Theoretical Investigation on Inductive Bias of Isolation Forest
This provides a theoretical understanding for researchers and practitioners using iForest, though it is incremental as it builds on existing methods without introducing new paradigms.
The paper tackles the lack of theoretical foundation for Isolation Forest (iForest) by investigating its inductive bias, deriving an expected depth function through a random walk model to explain when and how iForest performs well, with case studies showing it has lower sensitivity to central anomalies and greater parameter adaptability compared to k-Nearest Neighbor.

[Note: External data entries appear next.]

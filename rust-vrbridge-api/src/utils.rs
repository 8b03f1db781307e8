//! Pose math shared by the backends and the controller.
//!
//! Convention: right-handed, +Y up, -Z forward, meters. Quaternions are
//! `[x, y, z, w]`. A world-space pose is the tracking-space pose composed
//! with the host view transform: `world = view ∘ tracking`.

use euclid::{RigidTransform3D, Rotation3D, Vector3D};
use crate::VRPose;

/// Frame of a single tracked entity (head, hand, eye).
pub enum LocalSpace {}
/// The backend's tracking origin.
pub enum TrackingSpace {}
/// The host application's frame.
pub enum WorldSpace {}

// Returns the current time in milliseconds
#[cfg(feature = "utils")]
#[allow(dead_code)]
pub fn timestamp() -> f64 {
    let timespec = time::get_time();
    timespec.sec as f64 * 1000.0 + (timespec.nsec as f64 * 1e-6)
}

#[cfg(not(feature = "utils"))]
#[allow(dead_code)]
pub fn timestamp() -> f64 {
    0.0
}

/// Returns `q` scaled to unit length, or the identity for a degenerate input.
pub fn normalize_quat(q: [f32; 4]) -> [f32; 4] {
    let norm = (q[0] * q[0] + q[1] * q[1] + q[2] * q[2] + q[3] * q[3]).sqrt();
    if !norm.is_finite() || norm < 1e-6 {
        return [0.0, 0.0, 0.0, 1.0];
    }
    [q[0] / norm, q[1] / norm, q[2] / norm, q[3] / norm]
}

pub fn quat_to_wxyz(q: [f32; 4]) -> [f32; 4] {
    [q[3], q[0], q[1], q[2]]
}

pub fn quat_from_wxyz(q: [f32; 4]) -> [f32; 4] {
    [q[1], q[2], q[3], q[0]]
}

pub fn conjugate_quat(q: [f32; 4]) -> [f32; 4] {
    [-q[0], -q[1], -q[2], q[3]]
}

/// Rotates `v` by the quaternion `q`.
pub fn rotate_vector(q: [f32; 4], v: [f32; 3]) -> [f32; 3] {
    let r: Rotation3D<f32, LocalSpace, WorldSpace> = rotation(q);
    let out = r.transform_vector3d(Vector3D::new(v[0], v[1], v[2]));
    [out.x, out.y, out.z]
}

/// Composes a tracking-space pose with the view transform, yielding the world-space pose.
pub fn compose(view: &VRPose, pose: &VRPose) -> VRPose {
    let local: RigidTransform3D<f32, LocalSpace, TrackingSpace> = pose.to_transform();
    let view: RigidTransform3D<f32, TrackingSpace, WorldSpace> = view.to_transform();
    VRPose::from_transform(&local.then(&view))
}

/// Decomposes a row-major 3x4 rigid transform (rotation | translation), the
/// layout OpenVR uses for device-to-tracking matrices.
pub fn matrix34_to_pose(m: &[[f32; 4]; 3]) -> VRPose {
    VRPose {
        position: [m[0][3], m[1][3], m[2][3]],
        orientation: matrix_to_quat(m),
    }
}

/// Builds the row-major 3x4 matrix for a pose.
pub fn pose_to_matrix34(pose: &VRPose) -> [[f32; 4]; 3] {
    let [x, y, z, w] = normalize_quat(pose.orientation);
    let p = pose.position;
    [[1.0 - 2.0 * (y * y + z * z), 2.0 * (x * y - z * w), 2.0 * (x * z + y * w), p[0]],
     [2.0 * (x * y + z * w), 1.0 - 2.0 * (x * x + z * z), 2.0 * (y * z - x * w), p[1]],
     [2.0 * (x * z - y * w), 2.0 * (y * z + x * w), 1.0 - 2.0 * (x * x + y * y), p[2]]]
}

// Adapted from http://www.euclideanspace.com/maths/geometry/rotations/conversions/matrixToQuaternion/index.htm
// Picks the largest diagonal term so 180 degree rotations keep their sign.
pub fn matrix_to_quat(m: &[[f32; 4]; 3]) -> [f32; 4] {
    let trace = m[0][0] + m[1][1] + m[2][2];
    let q = if trace > 0.0 {
        let s = (trace + 1.0).sqrt() * 2.0;
        [(m[2][1] - m[1][2]) / s,
         (m[0][2] - m[2][0]) / s,
         (m[1][0] - m[0][1]) / s,
         0.25 * s]
    } else if m[0][0] > m[1][1] && m[0][0] > m[2][2] {
        let s = (1.0 + m[0][0] - m[1][1] - m[2][2]).sqrt() * 2.0;
        [0.25 * s,
         (m[0][1] + m[1][0]) / s,
         (m[0][2] + m[2][0]) / s,
         (m[2][1] - m[1][2]) / s]
    } else if m[1][1] > m[2][2] {
        let s = (1.0 + m[1][1] - m[0][0] - m[2][2]).sqrt() * 2.0;
        [(m[0][1] + m[1][0]) / s,
         0.25 * s,
         (m[1][2] + m[2][1]) / s,
         (m[0][2] - m[2][0]) / s]
    } else {
        let s = (1.0 + m[2][2] - m[0][0] - m[1][1]).sqrt() * 2.0;
        [(m[0][2] + m[2][0]) / s,
         (m[1][2] + m[2][1]) / s,
         0.25 * s,
         (m[1][0] - m[0][1]) / s]
    };
    normalize_quat(q)
}

fn rotation<Src, Dst>(q: [f32; 4]) -> Rotation3D<f32, Src, Dst> {
    let q = normalize_quat(q);
    Rotation3D::quaternion(q[0], q[1], q[2], q[3])
}
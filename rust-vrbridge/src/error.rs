use crate::{ConfigureError, ConnectError, GpuResourceError, SessionError, SubmitError};
use thiserror::Error;

/// Everything the controller or the host boundary can report.
/// None of these are fatal to the host; they are surfaced as notifications.
#[derive(Debug, Clone, PartialEq, Error)]
pub enum VRError {
    #[error(transparent)]
    Connect(#[from] ConnectError),
    #[error(transparent)]
    Configure(#[from] ConfigureError),
    #[error(transparent)]
    Gpu(#[from] GpuResourceError),
    #[error(transparent)]
    Submit(#[from] SubmitError),
    #[error(transparent)]
    Session(#[from] SessionError),
    #[error("unknown attribute '{0}'")]
    UnknownAttribute(String),
    #[error("invalid value for attribute '{name}': {value}")]
    InvalidAttributeValue { name: String, value: String },
    #[error("unknown driver '{0}'")]
    UnknownDriver(String),
}
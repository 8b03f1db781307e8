//! Runtime configuration of the controller and the host attributes that feed it.

use crate::error::VRError;
use crate::{DriverKind, VREye, VRFieldOfView, VRPose};
use std::fmt;
use std::time::Duration;

/// Eye poses used whenever no driver has supplied real ones, so the host
/// always gets a renderable stereo pair.
#[derive(Debug, Clone, Copy, PartialEq)]
#[cfg_attr(feature = "serde-serialization", derive(Deserialize, Serialize))]
pub struct OfflineEyeModel {
    pub head_position: [f32; 3],
    // Distance of each eye from the head center along x.
    pub eye_offset: f32,
    pub field_of_view: VRFieldOfView,
}

impl Default for OfflineEyeModel {
    fn default() -> OfflineEyeModel {
        OfflineEyeModel {
            head_position: [0.0, 1.59, -0.095],
            eye_offset: 0.305,
            field_of_view: VRFieldOfView::default(),
        }
    }
}

impl OfflineEyeModel {
    /// Tracking-space pose of `eye`, identity orientation.
    pub fn eye_pose(&self, eye: VREye) -> VRPose {
        let [x, y, z] = self.head_position;
        let offset = match eye {
            VREye::Left => -self.eye_offset,
            VREye::Right => self.eye_offset,
        };
        VRPose::from_position([x + offset, y, z])
    }
}

#[derive(Debug, Clone, PartialEq)]
#[cfg_attr(feature = "serde-serialization", derive(Deserialize, Serialize))]
#[cfg_attr(feature = "serde-serialization", serde(default))]
pub struct VRConfig {
    pub near_clip: f32,
    pub far_clip: f32,
    pub preferred_driver: DriverKind,
    // Never fall back to the other backend.
    pub prefer_only: bool,
    // Render target size used until a driver has been configured.
    pub default_dimensions: (u32, u32),
    pub detect_timeout_ms: u64,
    pub offline_eyes: OfflineEyeModel,
}

impl Default for VRConfig {
    fn default() -> VRConfig {
        VRConfig {
            near_clip: 0.15,
            far_clip: 100.0,
            preferred_driver: DriverKind::Oculus,
            prefer_only: false,
            default_dimensions: (1920, 1080),
            detect_timeout_ms: 250,
            offline_eyes: OfflineEyeModel::default(),
        }
    }
}

impl VRConfig {
    pub fn detect_timeout(&self) -> Duration {
        Duration::from_millis(self.detect_timeout_ms)
    }

    /// Builds a configuration from construction-time host attributes.
    /// Returns the configuration, whether `connected 1` was requested, and the
    /// attributes that were rejected.
    pub fn from_attributes<'a, I>(attributes: I) -> (VRConfig, bool, Vec<VRError>)
        where I: IntoIterator<Item = (&'a str, &'a AttributeValue)>
    {
        let mut config = VRConfig::default();
        let mut connect = false;
        let mut errors = Vec::new();
        for (name, value) in attributes {
            match Attribute::parse(name, value) {
                Ok(Attribute::Connected(c)) => connect = c,
                Ok(attribute) => config.apply(&attribute),
                Err(e) => errors.push(e),
            }
        }
        (config, connect, errors)
    }

    /// Applies a configuration attribute. `connected` is not configuration and is ignored here.
    pub fn apply(&mut self, attribute: &Attribute) {
        match *attribute {
            Attribute::NearClip(near) => self.near_clip = near,
            Attribute::FarClip(far) => self.far_clip = far,
            Attribute::Driver(kind) => self.preferred_driver = kind,
            Attribute::PreferOnly(only) => self.prefer_only = only,
            Attribute::Connected(_) => {}
        }
    }
}

/// A host attribute value, independent of the host's own atom encoding.
#[derive(Debug, Clone, PartialEq)]
pub enum AttributeValue {
    Int(i64),
    Float(f64),
    Symbol(String),
}

impl AttributeValue {
    fn as_f32(&self) -> Option<f32> {
        match *self {
            AttributeValue::Int(i) => Some(i as f32),
            AttributeValue::Float(f) if f.is_finite() => Some(f as f32),
            _ => None,
        }
    }

    fn as_bool(&self) -> Option<bool> {
        match *self {
            AttributeValue::Int(i) => Some(i != 0),
            AttributeValue::Float(f) => Some(f != 0.0),
            AttributeValue::Symbol(ref s) => match s.as_str() {
                "true" | "on" => Some(true),
                "false" | "off" => Some(false),
                _ => None,
            },
        }
    }
}

impl fmt::Display for AttributeValue {
    fn fmt(&self, f: &mut fmt::Formatter) -> fmt::Result {
        match *self {
            AttributeValue::Int(i) => write!(f, "{}", i),
            AttributeValue::Float(v) => write!(f, "{}", v),
            AttributeValue::Symbol(ref s) => f.write_str(s),
        }
    }
}

#[derive(Debug, Clone, Copy, PartialEq)]
pub enum Attribute {
    NearClip(f32),
    FarClip(f32),
    Driver(DriverKind),
    PreferOnly(bool),
    Connected(bool),
}

impl Attribute {
    pub fn parse(name: &str, value: &AttributeValue) -> Result<Attribute, VRError> {
        let invalid = || VRError::InvalidAttributeValue {
            name: name.to_owned(),
            value: value.to_string(),
        };
        match name {
            "near_clip" => value.as_f32().filter(|v| *v > 0.0).map(Attribute::NearClip).ok_or_else(invalid),
            "far_clip" => value.as_f32().filter(|v| *v > 0.0).map(Attribute::FarClip).ok_or_else(invalid),
            "prefer_only" => value.as_bool().map(Attribute::PreferOnly).ok_or_else(invalid),
            "connected" => value.as_bool().map(Attribute::Connected).ok_or_else(invalid),
            "driver" => match *value {
                AttributeValue::Symbol(ref s) => {
                    DriverKind::from_name(s).map(Attribute::Driver).ok_or_else(|| VRError::UnknownDriver(s.clone()))
                }
                _ => Err(invalid()),
            },
            _ => Err(VRError::UnknownAttribute(name.to_owned())),
        }
    }
}

#[cfg(test)]
mod tests {
    use super::*;

    #[test]
    fn offline_eyes_straddle_the_head() {
        let model = OfflineEyeModel::default();
        assert_eq!(model.eye_pose(VREye::Left).position, [-0.305, 1.59, -0.095]);
        assert_eq!(model.eye_pose(VREye::Right).position, [0.305, 1.59, -0.095]);
    }

    #[test]
    fn attributes_build_a_config() {
        let near = AttributeValue::Float(0.1);
        let driver = AttributeValue::Symbol("SteamVR".into());
        let connected = AttributeValue::Int(1);
        let attributes = vec![("near_clip", &near), ("driver", &driver), ("connected", &connected)];
        let (config, connect, errors) = VRConfig::from_attributes(attributes);
        assert!(errors.is_empty());
        assert!(connect);
        assert!((config.near_clip - 0.1).abs() < 1e-6);
        assert_eq!(config.preferred_driver, DriverKind::OpenVR);
        assert_eq!(config.far_clip, 100.0);
    }

    #[test]
    fn bad_attributes_are_reported() {
        let bogus = AttributeValue::Symbol("cardboard".into());
        let negative = AttributeValue::Float(-1.0);
        assert_eq!(Attribute::parse("driver", &bogus), Err(VRError::UnknownDriver("cardboard".into())));
        assert!(Attribute::parse("far_clip", &negative).is_err());
        assert_eq!(Attribute::parse("fov", &negative), Err(VRError::UnknownAttribute("fov".into())));
    }
}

Isolation Forest (iForest) stands out as a widely-used unsupervised anomaly detector, primarily owing to its remarkable runtime efficiency and superior performance in large-scale tasks. Despite its widespread adoption, a theoretical foundation explaining iForest's success remains unclear. This paper focuses on the inductive bias of iForest, which theoretically elucidates under what circumstances and to what extent iForest works well. The key is to formulate the growth process of iForest, where the split dimensions and split values are randomly selected. We model the growth process of iForest as a random walk, enabling us to derive the expected depth function, which is the outcome of iForest, using transition probabilities. The case studies reveal key inductive biases: iForest exhibits lower sensitivity to central anomalies while demonstrating greater parameter adaptability compared to $k$-Nearest Neighbor. Our study provides a theoretical understanding of the effectiveness of iForest and establishes a foundation for further theoretical exploration.